Abstract 5534: Reversal of the Cardiac Dysfunction in Neuronal Nitric Oxide Synthase Knockout Myocytes by the Nitric Oxide Donor SNAP
Neuronal nitric oxide synthase (nNOS, NOS1) signaling has positive inotropic and lusitropic effects in cardiac myocytes. Knockout of NOS1 results in decreased myocyte Ca2+ transient and cell shortening amplitudes. This resulting dysfunction is due to, in part, decreased protein S-nitrosylation. Thus, we hypothesize that the nitric oxide donor SNAP, which S-nitrosylates proteins, will have a greater effect in NOS1 knockout (NOS1−/−) myocytes, resulting in a reversal of the cardiac dysfunction. Ventricular myocytes were isolated from NOS1−/− and wildtype (WT) mice. We also acutely inhibited NOS1 with S-metyl-L-thiocitrulline (SMLT) in WT myocytes. Ca2+ transients (Fluo-4 AM) and cell shortening (edge detection) were simultaneously measured. As we have previously shown, NOS1 knockout and inhibition resulted in decreased Ca2+ transient and cell shortening amplitudes. SNAP (1 μM) significantly increased the Ca2+ transient amplitude in all three groups (P<0.05 vs without SNAP). SNAP increased the Ca2+ transient amplitude in WT myocytes by 42±14%. However, SNAP had a much greater effect in NOS1−/− myocytes (88±27%) and WT+SMLT myocytes (118±19%). In fact, SNAP now normalized Ca2+ transient amplitudes in NOS1−/− and WT+SMLT myocytes (P=NS vs WT). Similar effects were observed in myocyte shortening amplitudes.
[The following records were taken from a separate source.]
//! Job processing span helpers.

use tracing::Span;

use crate::model::RequestId;

/// Start a span covering one job from dequeue to publish.
///
/// `job.state` is declared empty and updated by [`record_state_transition`].
pub fn start_job_span(id: RequestId) -> Span {
    tracing::info_span!(
        "job.process",
        "job.id" = id.0,
        "job.state" = tracing::field::Empty,
    )
}

/// Record a state transition on the job span.
pub fn record_state_transition(span: &Span, from: &str, to: &str) {
    span.record("job.state", to);
    span.in_scope(|| {
        tracing::debug!(from = from, to = to, "state_transition");
    });
}
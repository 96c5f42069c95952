//! Completed digests and the aggregate statistics derived from them.
//!
//! Both live behind one `RwLock`: a digest becomes visible in the same
//! critical section that counts it, so readers never see an entry the
//! statistics do not include (or the reverse).

use std::collections::HashMap;
use std::sync::{RwLock, RwLockReadGuard, RwLockWriteGuard};
use std::time::Duration;

use crate::error::{Error, Result};
use crate::model::{RequestId, StatsSnapshot};

/// Running totals over completed jobs.
#[derive(Debug, Default, Clone, Copy)]
pub struct Statistics {
    total_processed: u64,
    total_compute_micros: u64,
}

impl Statistics {
    /// Account for one completed job.
    pub fn record(&mut self, duration_micros: u64) {
        self.total_processed += 1;
        self.total_compute_micros += duration_micros;
    }

    /// `(count, average)`; both zero before the first job completes.
    pub fn snapshot(&self) -> StatsSnapshot {
        let average_micros = self
            .total_compute_micros
            .checked_div(self.total_processed)
            .unwrap_or(0);
        StatsSnapshot {
            count: self.total_processed,
            average_micros,
        }
    }
}

#[derive(Debug, Default)]
struct Ledger {
    digests: HashMap<RequestId, String>,
    stats: Statistics,
}

/// Write-once map of request id to digest, plus statistics.
#[derive(Debug, Default)]
pub struct ResultStore {
    ledger: RwLock<Ledger>,
}

impl ResultStore {
    pub fn new() -> Self {
        Self::default()
    }

    fn read(&self) -> RwLockReadGuard<'_, Ledger> {
        self.ledger.read().unwrap_or_else(|e| e.into_inner())
    }

    fn write(&self) -> RwLockWriteGuard<'_, Ledger> {
        self.ledger.write().unwrap_or_else(|e| e.into_inner())
    }

    /// Publish a digest and record its compute time.
    ///
    /// A second `put` for the same id is rejected and the first entry and
    /// the statistics are left as they were.
    pub fn put(&self, id: RequestId, digest: String, elapsed: Duration) -> Result<()> {
        let micros = crate::digest::saturating_micros(elapsed);
        let mut ledger = self.write();
        if ledger.digests.contains_key(&id) {
            return Err(Error::DuplicateResult(id));
        }
        ledger.digests.insert(id, digest);
        ledger.stats.record(micros);
        Ok(())
    }

    /// Digest for `id`, or `None` if it is unknown or still pending.
    pub fn get(&self, id: RequestId) -> Option<String> {
        self.read().digests.get(&id).cloned()
    }

    pub fn count(&self) -> usize {
        self.read().digests.len()
    }

    pub fn snapshot(&self) -> StatsSnapshot {
        self.read().stats.snapshot()
    }
}
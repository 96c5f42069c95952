//! Request identifier generator.

use std::sync::atomic::{AtomicU64, Ordering};

use crate::model::RequestId;

/// Monotonic, lock-free source of [`RequestId`]s. The first id issued is 1.
#[derive(Debug, Default)]
pub struct RequestCounter {
    last: AtomicU64,
}

impl RequestCounter {
    pub fn new() -> Self {
        Self::default()
    }

    /// Issue a fresh identifier.
    pub fn next(&self) -> RequestId {
        RequestId(self.last.fetch_add(1, Ordering::AcqRel) + 1)
    }

    /// Last identifier issued, or 0 if none.
    pub fn current(&self) -> u64 {
        self.last.load(Ordering::Acquire)
    }
}

#[cfg(test)]
mod tests {
    use super::*;
    use std::collections::HashSet;
    use std::sync::Arc;

    #[test]
    fn starts_at_one() {
        let counter = RequestCounter::new();
        assert_eq!(counter.current(), 0);
        assert_eq!(counter.next(), RequestId(1));
        assert_eq!(counter.next(), RequestId(2));
        assert_eq!(counter.current(), 2);
    }

    #[test]
    fn concurrent_callers_never_collide() {
        let counter = Arc::new(RequestCounter::new());
        let handles: Vec<_> = (0..8)
            .map(|_| {
                let counter = Arc::clone(&counter);
                std::thread::spawn(move || (0..1000).map(|_| counter.next()).collect::<Vec<_>>())
            })
            .collect();

        let mut seen = HashSet::new();
        for handle in handles {
            for id in handle.join().unwrap() {
                assert!(seen.insert(id), "duplicate id {id}");
            }
        }
        assert_eq!(seen.len(), 8000);
        assert_eq!(counter.current(), 8000);
    }
}
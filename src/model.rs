//! Core data model.
//!
//! A job is one password waiting to be hashed. It carries the identifier
//! handed back to the submitter and the instant it was accepted, which the
//! worker uses to enforce the minimum delay.

use secrecy::SecretString;
use serde::{Deserialize, Serialize};
use std::str::FromStr;
use tokio::time::Instant;

// ---------------------------------------------------------------------------
// Request identifier
// ---------------------------------------------------------------------------

/// Identifier returned to a submitter. Issued by [`crate::counter::RequestCounter`],
/// never reused within a process.
#[derive(Debug, Clone, Copy, PartialEq, Eq, Hash, PartialOrd, Ord, Serialize, Deserialize)]
#[serde(transparent)]
pub struct RequestId(pub u64);

impl std::fmt::Display for RequestId {
    fn fmt(&self, f: &mut std::fmt::Formatter<'_>) -> std::fmt::Result {
        write!(f, "{}", self.0)
    }
}

impl FromStr for RequestId {
    type Err = std::num::ParseIntError;

    fn from_str(s: &str) -> Result<Self, Self::Err> {
        s.trim().parse().map(Self)
    }
}

// ---------------------------------------------------------------------------
// Job
// ---------------------------------------------------------------------------

/// A queued unit of work. Immutable once created.
#[derive(Debug)]
pub struct Job {
    pub id: RequestId,

    /// The password. Wrapped so it never shows up in `Debug` output or logs.
    pub payload: SecretString,

    /// When the job was accepted. Monotonic, so wall-clock jumps cannot
    /// shorten or stretch the delay.
    pub submitted_at: Instant,
}

impl Job {
    pub fn new(id: RequestId, payload: impl Into<String>) -> Self {
        Self {
            id,
            payload: SecretString::from(payload.into()),
            submitted_at: Instant::now(),
        }
    }
}

// ---------------------------------------------------------------------------
// Statistics
// ---------------------------------------------------------------------------

/// Point-in-time view of the aggregate statistics.
#[derive(Debug, Clone, Copy, Default, PartialEq, Eq, Serialize, Deserialize)]
pub struct StatsSnapshot {
    /// Number of jobs whose digest has been published.
    pub count: u64,
    /// Mean digest computation time in microseconds (integer division).
    /// Zero when `count` is zero.
    pub average_micros: u64,
}

impl StatsSnapshot {
    /// True when no job has completed yet.
    pub fn is_empty(&self) -> bool {
        self.count == 0
    }
}
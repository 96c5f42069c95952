//! Password digest: SHA-512, standard padded base64.
//!
//! Unsalted and deterministic on purpose: the same password always yields
//! the same digest.

use base64::Engine;
use base64::engine::general_purpose::STANDARD;
use sha2::{Digest, Sha512};
use std::time::{Duration, Instant};

/// Hash `payload` and return the encoded digest together with the time the
/// computation itself took.
pub fn encode(payload: &str) -> (String, Duration) {
    let start = Instant::now();
    let hash = Sha512::digest(payload.as_bytes());
    let encoded = STANDARD.encode(hash);
    (encoded, start.elapsed())
}

/// `d` in whole microseconds, saturating at `u64::MAX`.
pub fn saturating_micros(d: Duration) -> u64 {
    u64::try_from(d.as_micros()).unwrap_or(u64::MAX)
}
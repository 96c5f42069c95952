//! Core engine: the service handle shared by the HTTP boundary and the
//! background worker.
//!
//! A [`HashService`] is built once at startup. Cloning it is cheap and every
//! clone talks to the same queue, store and counter.

pub mod worker;

pub use worker::Worker;

use std::sync::Arc;

use opentelemetry::KeyValue;
use tokio::sync::Mutex;
use tokio::task::JoinHandle;
use tracing::{info, warn};

use crate::config::EngineConfig;
use crate::counter::RequestCounter;
use crate::error::{Error, Result};
use crate::model::{Job, RequestId, StatsSnapshot};
use crate::queue::WorkQueue;
use crate::store::ResultStore;
use crate::telemetry::metrics;

/// Handle to the deferred hashing pipeline.
pub struct HashService {
    queue: Arc<WorkQueue>,
    store: Arc<ResultStore>,
    counter: Arc<RequestCounter>,
    config: EngineConfig,
    worker: Arc<Mutex<Option<JoinHandle<()>>>>,
}

impl Clone for HashService {
    fn clone(&self) -> Self {
        Self {
            queue: Arc::clone(&self.queue),
            store: Arc::clone(&self.store),
            counter: Arc::clone(&self.counter),
            config: self.config,
            worker: Arc::clone(&self.worker),
        }
    }
}

impl HashService {
    /// Build the pipeline and spawn its worker on the current tokio runtime.
    ///
    /// # Panics
    ///
    /// Panics if called outside a tokio runtime.
    pub fn start(config: EngineConfig) -> Self {
        let queue = Arc::new(WorkQueue::new());
        let store = Arc::new(ResultStore::new());

        let worker = Worker::new(Arc::clone(&queue), Arc::clone(&store), config);
        let handle = tokio::spawn(worker.run());

        Self {
            queue,
            store,
            counter: Arc::new(RequestCounter::new()),
            config,
            worker: Arc::new(Mutex::new(Some(handle))),
        }
    }

    pub fn config(&self) -> EngineConfig {
        self.config
    }

    /// Accept a password for deferred hashing and return its identifier
    /// immediately.
    ///
    /// Empty payloads and submissions after [`drain_and_stop`](Self::drain_and_stop)
    /// has begun are rejected without consuming an identifier.
    pub fn submit(&self, payload: &str) -> Result<RequestId> {
        if payload.is_empty() {
            metrics::jobs_submitted().add(1, &[KeyValue::new("result", "invalid")]);
            return Err(Error::InvalidInput(
                "'password' parameter is required.".to_string(),
            ));
        }

        let counter = &self.counter;
        match self
            .queue
            .enqueue_with(|| Job::new(counter.next(), payload))
        {
            Ok(id) => {
                metrics::jobs_submitted().add(1, &[KeyValue::new("result", "ok")]);
                info!(id = %id, pending = self.queue.len(), "job queued");
                Ok(id)
            }
            Err(e) => {
                metrics::jobs_submitted().add(1, &[KeyValue::new("result", "rejected")]);
                warn!("submission rejected: {e}");
                Err(e)
            }
        }
    }

    /// Digest for `id`. `NotFound` covers both unknown and still-pending ids.
    pub fn lookup(&self, id: RequestId) -> Result<String> {
        self.store
            .get(id)
            .ok_or_else(|| Error::NotFound(id.to_string()))
    }

    /// Like [`lookup`](Self::lookup) for a textual id. Ids that do not parse
    /// can never have been issued, so they are `NotFound` as well.
    pub fn lookup_str(&self, raw: &str) -> Result<String> {
        match raw.parse::<RequestId>() {
            Ok(id) => self.lookup(id),
            Err(_) => Err(Error::NotFound(raw.to_string())),
        }
    }

    /// Completed-job count and mean compute time. Zero before the first
    /// job completes.
    pub fn stats(&self) -> StatsSnapshot {
        self.store.snapshot()
    }

    /// Jobs accepted but not yet hashed.
    pub fn pending(&self) -> usize {
        self.queue.len()
    }

    /// Last identifier handed out.
    pub fn last_issued(&self) -> u64 {
        self.counter.current()
    }

    /// Stop accepting work and wait until every pending job is published.
    ///
    /// Safe to call more than once and from several tasks; every caller
    /// returns once the worker has exited.
    pub async fn drain_and_stop(&self) -> Result<()> {
        self.queue.close();
        info!(pending = self.queue.len(), "draining work queue");

        let mut worker = self.worker.lock().await;
        if let Some(handle) = worker.take() {
            handle
                .await
                .map_err(|e| Error::Other(format!("worker task failed: {e}")))?;
        }

        info!(completed = self.store.count(), "work queue drained");
        Ok(())
    }
}
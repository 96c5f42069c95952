//! Route handlers and JSON response shapes.

use axum::Json;
use axum::extract::rejection::FormRejection;
use axum::extract::{Form, Path, Query, State};
use axum::http::StatusCode;
use axum::response::{IntoResponse, Response};
use serde::{Deserialize, Serialize};
use tracing::{error, info};

use super::AppState;
use crate::error::Error;
use crate::model::RequestId;

#[derive(Debug, Deserialize)]
pub(super) struct HashForm {
    #[serde(default)]
    password: Option<String>,
}

#[derive(Debug, Serialize, Deserialize)]
#[serde(rename_all = "PascalCase")]
pub struct CreateResponse {
    pub request_id: RequestId,
}

#[derive(Debug, Serialize, Deserialize)]
#[serde(rename_all = "PascalCase")]
pub struct ErrorResponse {
    pub error: String,
}

/// Totals are rendered as decimal strings.
#[derive(Debug, Serialize, Deserialize)]
#[serde(rename_all = "PascalCase")]
pub struct StatsResponse {
    pub total: String,
    pub average: String,
}

#[derive(Debug, Serialize, Deserialize)]
#[serde(rename_all = "PascalCase")]
pub struct ShutdownResponse {
    pub status: String,
}

/// A core error on its way out as an HTTP response.
pub(super) struct ApiError {
    status: StatusCode,
    message: String,
}

impl ApiError {
    fn new(status: StatusCode, message: impl Into<String>) -> Self {
        Self {
            status,
            message: message.into(),
        }
    }
}

impl From<Error> for ApiError {
    fn from(err: Error) -> Self {
        match err {
            Error::InvalidInput(msg) => Self::new(StatusCode::BAD_REQUEST, msg),
            Error::NotFound(id) => Self::new(
                StatusCode::NOT_FOUND,
                format!(
                    "Hash password not found for {id}. Please check the id or retry after the processing delay."
                ),
            ),
            Error::ShuttingDown => {
                Self::new(StatusCode::SERVICE_UNAVAILABLE, Error::ShuttingDown.to_string())
            }
            other => {
                error!(error = %other, "request failed");
                Self::new(StatusCode::INTERNAL_SERVER_ERROR, "internal error")
            }
        }
    }
}

impl IntoResponse for ApiError {
    fn into_response(self) -> Response {
        (
            self.status,
            Json(ErrorResponse {
                error: self.message,
            }),
        )
            .into_response()
    }
}

/// `POST /hash` with a `password` form field, in the body or the query string.
pub(super) async fn create_hash(
    State(state): State<AppState>,
    Query(query): Query<HashForm>,
    form: Result<Form<HashForm>, FormRejection>,
) -> Result<Json<CreateResponse>, ApiError> {
    let password = form
        .ok()
        .and_then(|Form(body)| body.password)
        .or(query.password)
        .unwrap_or_default();

    let request_id = state.service.submit(&password)?;
    Ok(Json(CreateResponse { request_id }))
}

/// `GET /hash/{id}`: the digest as a JSON string.
pub(super) async fn get_hash(
    State(state): State<AppState>,
    Path(id): Path<String>,
) -> Result<Json<String>, ApiError> {
    Ok(Json(state.service.lookup_str(&id)?))
}

/// `GET /stats`
pub(super) async fn get_stats(State(state): State<AppState>) -> Json<StatsResponse> {
    let snapshot = state.service.stats();
    Json(StatsResponse {
        total: snapshot.count.to_string(),
        average: snapshot.average_micros.to_string(),
    })
}

/// `GET|POST /shutdown`: drain the queue, then stop the listener.
pub(super) async fn shutdown(
    State(state): State<AppState>,
) -> Result<Json<ShutdownResponse>, ApiError> {
    info!("shutdown requested over HTTP");
    state.shutdown.drain_and_stop().await?;
    Ok(Json(ShutdownResponse {
        status: "stopped".to_string(),
    }))
}
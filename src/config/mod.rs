//! Typed configuration from environment variables.
//!
//! Loads once at startup and fails fast on malformed values. Everything has
//! a default, so an empty environment yields a working service.

use crate::error::{Error, Result};
use std::net::SocketAddr;
use std::time::Duration;

pub const DEFAULT_LISTEN_ADDR: &str = "0.0.0.0:8081";
pub const DEFAULT_MIN_DELAY: Duration = Duration::from_secs(5);
pub const DEFAULT_IDLE_BACKOFF: Duration = Duration::from_secs(1);
pub const DEFAULT_SHUTDOWN_GRACE: Duration = Duration::from_secs(5);

/// Upper bound for every configured duration (one year).
pub const MAX_DURATION_MS: u64 = 365 * 24 * 60 * 60 * 1000;

#[derive(Debug, Clone)]
pub struct Config {
    pub listen_addr: SocketAddr,
    pub engine: EngineConfig,
    /// How long the HTTP server gets to finish in-flight requests once the
    /// queue has drained.
    pub shutdown_grace: Duration,
    pub otel_endpoint: Option<String>,
    pub log_level: String,
}

/// Timing knobs for the worker.
#[derive(Debug, Clone, Copy, PartialEq, Eq)]
pub struct EngineConfig {
    /// Minimum age a job must reach before it is hashed.
    pub min_delay: Duration,
    /// Upper bound on how long an idle worker sleeps between queue checks.
    pub idle_backoff: Duration,
}

impl Default for EngineConfig {
    fn default() -> Self {
        Self {
            min_delay: DEFAULT_MIN_DELAY,
            idle_backoff: DEFAULT_IDLE_BACKOFF,
        }
    }
}

impl Config {
    /// Load configuration from environment variables.
    ///
    /// In local dev, call `dotenvy::dotenv().ok()` before this.
    pub fn from_env() -> Result<Self> {
        let raw_addr = optional_var("HASHQ_LISTEN_ADDR")
            .unwrap_or_else(|| DEFAULT_LISTEN_ADDR.to_string());
        let listen_addr = raw_addr.parse::<SocketAddr>().map_err(|e| {
            Error::Config(format!(
                "HASHQ_LISTEN_ADDR {raw_addr:?} is not a socket address: {e}"
            ))
        })?;

        Ok(Self {
            listen_addr,
            engine: EngineConfig {
                min_delay: millis_var("HASHQ_MIN_DELAY_MS", DEFAULT_MIN_DELAY)?,
                idle_backoff: millis_var("HASHQ_IDLE_BACKOFF_MS", DEFAULT_IDLE_BACKOFF)?,
            },
            shutdown_grace: millis_var("HASHQ_SHUTDOWN_GRACE_MS", DEFAULT_SHUTDOWN_GRACE)?,
            otel_endpoint: optional_var("OTEL_ENDPOINT"),
            log_level: optional_var("LOG_LEVEL").unwrap_or_else(|| "info".to_string()),
        })
    }
}

fn optional_var(name: &str) -> Option<String> {
    std::env::var(name).ok().filter(|v| !v.trim().is_empty())
}

fn millis_var(name: &str, default: Duration) -> Result<Duration> {
    let Some(raw) = optional_var(name) else {
        return Ok(default);
    };
    let ms = raw.trim().parse::<u64>().map_err(|e| {
        Error::Config(format!(
            "{name} must be a whole number of milliseconds, got {raw:?}: {e}"
        ))
    })?;
    if ms > MAX_DURATION_MS {
        return Err(Error::Config(format!(
            "{name} must be at most {MAX_DURATION_MS} ms, got {ms}"
        )));
    }
    Ok(Duration::from_millis(ms))
}
//! HTTP boundary.
//!
//! Maps routes onto [`HashService`] calls:
//!
//! | route              | service call        |
//! |--------------------|---------------------|
//! | `POST /hash`       | `submit`            |
//! | `GET /hash/{id}`   | `lookup_str`        |
//! | `GET /stats`       | `stats`             |
//! | `/shutdown`        | `drain_and_stop`    |
//!
//! Shutdown drains the queue first, then stops the listener. Connections
//! still open after the grace period are cut.

mod handlers;

pub use handlers::{CreateResponse, ErrorResponse, ShutdownResponse, StatsResponse};

use std::net::SocketAddr;
use std::sync::Arc;
use std::time::Duration;

use axum::Router;
use axum::routing::{get, post};
use tokio::net::TcpListener;
use tokio::sync::watch;
use tracing::{error, info, warn};

use crate::engine::HashService;
use crate::error::{Error, Result};

#[derive(Clone)]
pub(crate) struct AppState {
    service: HashService,
    shutdown: ShutdownHandle,
}

/// Triggers a graceful stop: drain the queue, then close the listener.
#[derive(Clone)]
pub struct ShutdownHandle {
    service: HashService,
    stop: Arc<watch::Sender<bool>>,
}

impl ShutdownHandle {
    /// Drain pending work, then tell the server to stop. Idempotent.
    pub async fn drain_and_stop(&self) -> Result<()> {
        self.service.drain_and_stop().await?;
        self.stop.send_replace(true);
        Ok(())
    }
}

/// Build the router for `service`.
pub fn router(service: HashService, shutdown: ShutdownHandle) -> Router {
    Router::new()
        .route("/hash", post(handlers::create_hash))
        .route("/hash/{id}", get(handlers::get_hash))
        .route("/stats", get(handlers::get_stats))
        .route(
            "/shutdown",
            get(handlers::shutdown).post(handlers::shutdown),
        )
        .with_state(AppState { service, shutdown })
}

/// A bound, not yet running HTTP server.
pub struct Server {
    listener: TcpListener,
    service: HashService,
    grace: Duration,
    stop: Arc<watch::Sender<bool>>,
}

impl Server {
    /// Bind `addr`. Use port 0 to pick a free port.
    pub async fn bind(addr: SocketAddr, service: HashService, grace: Duration) -> Result<Self> {
        let listener = TcpListener::bind(addr)
            .await
            .map_err(|e| {
                error!(%addr, error = %e, "failed to bind listener");
                Error::Io(e)
            })?;
        let (stop, _) = watch::channel(false);
        Ok(Self {
            listener,
            service,
            grace,
            stop: Arc::new(stop),
        })
    }

    pub fn local_addr(&self) -> Result<SocketAddr> {
        Ok(self.listener.local_addr()?)
    }

    pub fn shutdown_handle(&self) -> ShutdownHandle {
        ShutdownHandle {
            service: self.service.clone(),
            stop: Arc::clone(&self.stop),
        }
    }

    /// Serve until a [`ShutdownHandle`] fires, then allow in-flight requests
    /// up to the grace period to finish.
    pub async fn run(self) -> Result<()> {
        let addr = self.local_addr()?;
        let handle = self.shutdown_handle();
        let Server {
            listener,
            service,
            grace,
            stop,
        } = self;
        let app = router(service, handle);

        let mut stopped = stop.subscribe();
        let signal = async move {
            let _ = stopped.wait_for(|stop| *stop).await;
        };

        let mut server = tokio::spawn(async move {
            axum::serve(listener, app)
                .with_graceful_shutdown(signal)
                .await
        });
        info!(%addr, "hash service listening");

        let mut stopped = stop.subscribe();
        let deadline = async move {
            let _ = stopped.wait_for(|stop| *stop).await;
            tokio::time::sleep(grace).await;
        };

        tokio::select! {
            joined = &mut server => {
                joined
                    .map_err(|e| Error::Other(format!("server task failed: {e}")))?
                    .map_err(|e| {
                        error!(error = %e, "server error");
                        Error::Io(e)
                    })?;
            }
            _ = deadline => {
                warn!(
                    grace_ms = u64::try_from(grace.as_millis()).unwrap_or(u64::MAX),
                    "grace period elapsed, closing remaining connections"
                );
                server.abort();
            }
        }

        info!("hash service stopped");
        Ok(())
    }
}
Part of the contractile dysfunction may be due to abnormal ryanodine receptor (RyR) activity. An indirect method to measure RyR activity is measuring the fractional Ca2+ release (Ca2+ transient amplitude/SR Ca2+ load). We found that NOS1 knockout or inhibition leads to a reduced fractional Ca2+ release (P<0.05 vs WT), indicative of reduced RyR activity. SNAP slightly increased fractional Ca2+ release in WT myocytes (8±9%), but this was not significant. SNAP increased fractional release in NOS1−/− and WT+SMLT myocytes (P<0.05 vs without SNAP), resulting a greater increase (38±17%, and 56±18% respectively). It is known that SNAP is able to S-nitrosylate RyR and that NOS1−/− myocytes have reduced S-nitrosylation levels. Thus, our data indicate that the contractile dysfunction with NOS1 knockout or inhibition is partly due to reduced S-nitrosylation of RyR and can be reversed by increasing S-nitrosylation levels.
This research has received full or partial funding support from the American Heart Association, AHA Great Rivers Affiliate (Delaware, Kentucky, Ohio, Pennsylvania & West Virginia).